EXERCISE REQUIREMENTS:
Go through the data underneath and copy every line exactly.

Collected data
+++++
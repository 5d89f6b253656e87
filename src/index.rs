//! Index file parsing and rank-based filtering.
//!
//! The index is a tab-separated text file: column 0 is the identifier,
//! optional column 1 is a numeric frequency rank. A malformed rank aborts the
//! invocation; a missing rank is fine and never filtered out.

use anyhow::{Context, Result};
use std::fs;
use std::path::Path;

/// One parsed index line.
#[derive(Debug, Clone, PartialEq, Eq)]
pub struct IndexEntry {
    pub identifier: String,
    pub rank: Option<u32>,
}

/// Rank cutoff with an explicit boundary.
///
/// The boundary is a parameter because the two historical call sites
/// disagreed on `<` vs `<=`; callers must say which they mean.
#[derive(Debug, Clone, Copy)]
pub struct RankCutoff {
    pub max_rank: u32,
    pub inclusive: bool,
}

impl RankCutoff {
    fn admits(&self, rank: u32) -> bool {
        if self.inclusive {
            rank <= self.max_rank
        } else {
            rank < self.max_rank
        }
    }
}

/// Parse an index file into entries, preserving file order.
pub fn load_index(path: &Path) -> Result<Vec<IndexEntry>> {
    let text =
        fs::read_to_string(path).with_context(|| format!("read index {}", path.display()))?;
    let mut entries = Vec::new();
    for (line_no, line) in text.lines().enumerate() {
        let line = line.trim();
        if line.is_empty() {
            continue;
        }
        let mut columns = line.split('\t');
        let identifier = columns.next().unwrap_or_default().trim();
        if identifier.is_empty() {
            continue;
        }
        let rank = match columns.next().map(str::trim).filter(|col| !col.is_empty()) {
            Some(raw) => Some(raw.parse::<u32>().with_context(|| {
                format!("index {} line {}: bad rank {raw:?}", path.display(), line_no + 1)
            })?),
            None => None,
        };
        entries.push(IndexEntry {
            identifier: identifier.to_string(),
            rank,
        });
    }
    Ok(entries)
}

/// Drop entries whose rank falls outside the cutoff. Unranked entries pass.
pub fn filter_by_rank(entries: Vec<IndexEntry>, cutoff: Option<RankCutoff>) -> Vec<IndexEntry> {
    let Some(cutoff) = cutoff else {
        return entries;
    };
    entries
        .into_iter()
        .filter(|entry| entry.rank.is_none_or(|rank| cutoff.admits(rank)))
        .collect()
}
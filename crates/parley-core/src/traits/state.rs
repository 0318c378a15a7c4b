// SPDX-FileCopyrightText: 2026 Parley Contributors
// SPDX-License-Identifier: MIT OR Apache-2.0

//! State adapter trait for pluggable persistence backends (Redis, memory, ...).

use std::time::Duration;

use async_trait::async_trait;
use serde::Serialize;
use serde::de::DeserializeOwned;

use crate::error::ChatError;
use crate::types::Lock;

/// Key-value store, distributed lock service, and subscription set.
///
/// The dispatcher relies on the backend for exactly-one-holder lock
/// semantics and per-key write ordering; it never layers its own
/// coordination on top.
#[async_trait]
pub trait StateAdapter: Send + Sync + 'static {
    async fn connect(&self) -> Result<(), ChatError>;

    async fn disconnect(&self) -> Result<(), ChatError>;

    async fn get(&self, key: &str) -> Result<Option<serde_json::Value>, ChatError>;

    /// Stores `value`, expiring it after `ttl` when given.
    async fn set(
        &self,
        key: &str,
        value: serde_json::Value,
        ttl: Option<Duration>,
    ) -> Result<(), ChatError>;

    async fn delete(&self, key: &str) -> Result<(), ChatError>;

    /// Returns `None` when another holder owns an unexpired lock.
    async fn acquire_lock(&self, thread_id: &str, ttl: Duration) -> Result<Option<Lock>, ChatError>;

    async fn release_lock(&self, lock: &Lock) -> Result<(), ChatError>;

    /// Returns `false` when the lock was lost (expired or taken over).
    async fn extend_lock(&self, lock: &Lock, ttl: Duration) -> Result<bool, ChatError>;

    async fn subscribe(&self, thread_id: &str) -> Result<(), ChatError>;

    async fn unsubscribe(&self, thread_id: &str) -> Result<(), ChatError>;

    async fn is_subscribed(&self, thread_id: &str) -> Result<bool, ChatError>;
}

/// Typed access on top of the JSON-valued [`StateAdapter`].
#[async_trait]
pub trait StateAdapterExt {
    async fn get_as<T: DeserializeOwned + Send>(&self, key: &str) -> Result<Option<T>, ChatError>;

    async fn set_as<T: Serialize + Sync>(
        &self,
        key: &str,
        value: &T,
        ttl: Option<Duration>,
    ) -> Result<(), ChatError>;
}

#[async_trait]
impl<S: StateAdapter + ?Sized> StateAdapterExt for S {
    async fn get_as<T: DeserializeOwned + Send>(&self, key: &str) -> Result<Option<T>, ChatError> {
        match self.get(key).await? {
            Some(value) => Ok(Some(serde_json::from_value(value)?)),
            None => Ok(None),
        }
    }

    async fn set_as<T: Serialize + Sync>(
        &self,
        key: &str,
        value: &T,
        ttl: Option<Duration>,
    ) -> Result<(), ChatError> {
        self.set(key, serde_json::to_value(value)?, ttl).await
    }
}
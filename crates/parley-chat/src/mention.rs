// SPDX-FileCopyrightText: 2026 Parley Contributors
// SPDX-License-Identifier: MIT OR Apache-2.0

//! Bot mention detection.

use regex::Regex;

/// Whether `text` mentions the bot by display name or platform user ID.
///
/// Matches `@name` and `@id` case-insensitively on a word boundary, plus the
/// `<@id>` / `<@!id>` markup Discord uses.
pub(crate) fn detect_mention(user_name: &str, bot_user_id: Option<&str>, text: &str) -> bool {
    let mut patterns = vec![format!(r"(?i)@{}\b", regex::escape(user_name))];
    if let Some(id) = bot_user_id {
        let id = regex::escape(id);
        patterns.push(format!(r"(?i)@{id}\b"));
        patterns.push(format!(r"<@!?{id}>"));
    }

    patterns.iter().any(|pattern| match Regex::new(pattern) {
        Ok(re) => re.is_match(text),
        Err(_) => false,
    })
}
+++++
RESPONSE TO THIS TASK:
repository 5d89f6b253656e87
filename src/index.rs
//! Index file parsing and rank-based filtering.
//!
//! The index is a tab-separated text file: column 0 is the identifier,
//! optional column 1 is a numeric frequency rank. A malformed rank aborts the
//! invocation; a missing rank is fine and never filtered out.

use anyhow::{Context, Result};
use std::fs;
use std::path::Path;

/// One parsed index line.
#[derive(Debug, Clone, PartialEq, Eq)]
pub struct IndexEntry {
    pub identifier: String,
    pub rank: Option<u32>,
}

/// Rank cutoff with an explicit boundary.
///
/// The boundary is a parameter because the two historical call sites
/// disagreed on `<` vs `<=`; callers must say which they mean.
#[derive(Debug, Clone, Copy)]
pub struct RankCutoff {
    pub max_rank: u32,
    pub inclusive: bool,
}

impl RankCutoff {
    fn admits(&self, rank: u32) -> bool {
        if self.inclusive {
            rank <= self.max_rank
        } else {
            rank < self.max_rank
        }
    }
}

/// Parse an index file into entries, preserving file order.
pub fn load_index(path: &Path) -> Result<Vec<IndexEntry>> {
    let text =
        fs::read_to_string(path).with_context(|| format!("read index {}", path.display()))?;
    let mut entries = Vec::new();
    for (line_no, line) in text.lines().enumerate() {
        let line = line.trim();
        if line.is_empty() {
            continue;
        }
        let mut columns = line.split('\t');
        let identifier = columns.next().unwrap_or_default().trim();
        if identifier.is_empty() {
            continue;
        }
        let rank = match columns.next().map(str::trim).filter(|col| !col.is_empty()) {
            Some(raw) => Some(raw.parse::<u32>().with_context(|| {
                format!("index {} line {}: bad rank {raw:?}", path.display(), line_no + 1)
            })?),
            None => None,
        };
        entries.push(IndexEntry {
            identifier: identifier.to_string(),
            rank,
        });
    }
    Ok(entries)
}

/// Drop entries whose rank falls outside the cutoff. Unranked entries pass.
pub fn filter_by_rank(entries: Vec<IndexEntry>, cutoff: Option<RankCutoff>) -> Vec<IndexEntry> {
    let Some(cutoff) = cutoff else {
        return entries;
    };
    entries
        .into_iter()
        .filter(|entry| entry.rank.is_none_or(|rank| cutoff.admits(rank)))
        .collect()
}
filename crates/parley-core/src/traits/state.rs
repository 0318c378a15a7c4b
// SPDX-FileCopyrightText: 2026 Parley Contributors
// SPDX-License-Identifier: MIT OR Apache-2.0

//! State adapter trait for pluggable persistence backends (Redis, memory, ...).

use std::time::Duration;

use async_trait::async_trait;
use serde::Serialize;
use serde::de::DeserializeOwned;

use crate::error::ChatError;
use crate::types::Lock;

/// Key-value store, distributed lock service, and subscription set.
///
/// The dispatcher relies on the backend for exactly-one-holder lock
/// semantics and per-key write ordering; it never layers its own
/// coordination on top.
#[async_trait]
pub trait StateAdapter: Send + Sync + 'static {
    async fn connect(&self) -> Result<(), ChatError>;

    async fn disconnect(&self) -> Result<(), ChatError>;

    async fn get(&self, key: &str) -> Result<Option<serde_json::Value>, ChatError>;

    /// Stores `value`, expiring it after `ttl` when given.
    async fn set(
        &self,
        key: &str,
        value: serde_json::Value,
        ttl: Option<Duration>,
    ) -> Result<(), ChatError>;

    async fn delete(&self, key: &str) -> Result<(), ChatError>;

    /// Returns `None` when another holder owns an unexpired lock.
    async fn acquire_lock(&self, thread_id: &str, ttl: Duration) -> Result<Option<Lock>, ChatError>;

    async fn release_lock(&self, lock: &Lock) -> Result<(), ChatError>;

    /// Returns `false` when the lock was lost (expired or taken over).
    async fn extend_lock(&self, lock: &Lock, ttl: Duration) -> Result<bool, ChatError>;

    async fn subscribe(&self, thread_id: &str) -> Result<(), ChatError>;

    async fn unsubscribe(&self, thread_id: &str) -> Result<(), ChatError>;

    async fn is_subscribed(&self, thread_id: &str) -> Result<bool, ChatError>;
}

/// Typed access on top of the JSON-valued [`StateAdapter`].
#[async_trait]
pub trait StateAdapterExt {
    async fn get_as<T: DeserializeOwned + Send>(&self, key: &str) -> Result<Option<T>, ChatError>;

    async fn set_as<T: Serialize + Sync>(
        &self,
        key: &str,
        value: &T,
        ttl: Option<Duration>,
    ) -> Result<(), ChatError>;
}

#[async_trait]
impl<S: StateAdapter + ?Sized> StateAdapterExt for S {
    async fn get_as<T: DeserializeOwned + Send>(&self, key: &str) -> Result<Option<T>, ChatError> {
        match self.get(key).await? {
            Some(value) => Ok(Some(serde_json::from_value(value)?)),
            None => Ok(None),
        }
    }

    async fn set_as<T: Serialize + Sync>(
        &self,
        key: &str,
        value: &T,
        ttl: Option<Duration>,
    ) -> Result<(), ChatError> {
        self.set(key, serde_json::to_value(value)?, ttl).await
    }
}
filename crates/parley-chat/src/mention.rs
// SPDX-FileCopyrightText: 2026 Parley Contributors
// SPDX-License-Identifier: MIT OR Apache-2.0

//! Bot mention detection.

use regex::Regex;

/// Whether `text` mentions the bot by display name or platform user ID.
///
/// Matches `@name` and `@id` case-insensitively on a word boundary, plus the
/// `<@id>` / `<@!id>` markup Discord uses.
pub(crate) fn detect_mention(user_name: &str, bot_user_id: Option<&str>, text: &str) -> bool {
    let mut patterns = vec![format!(r"(?i)@{}\b", regex::escape(user_name))];
    if let Some(id) = bot_user_id {
        let id = regex::escape(id);
        patterns.push(format!(r"(?i)@{id}\b"));
        patterns.push(format!(r"<@!?{id}>"));
    }

    patterns.iter().any(|pattern| match Regex::new(pattern) {
        Ok(re) => re.is_match(text),
        Err(_) => false,
    })
}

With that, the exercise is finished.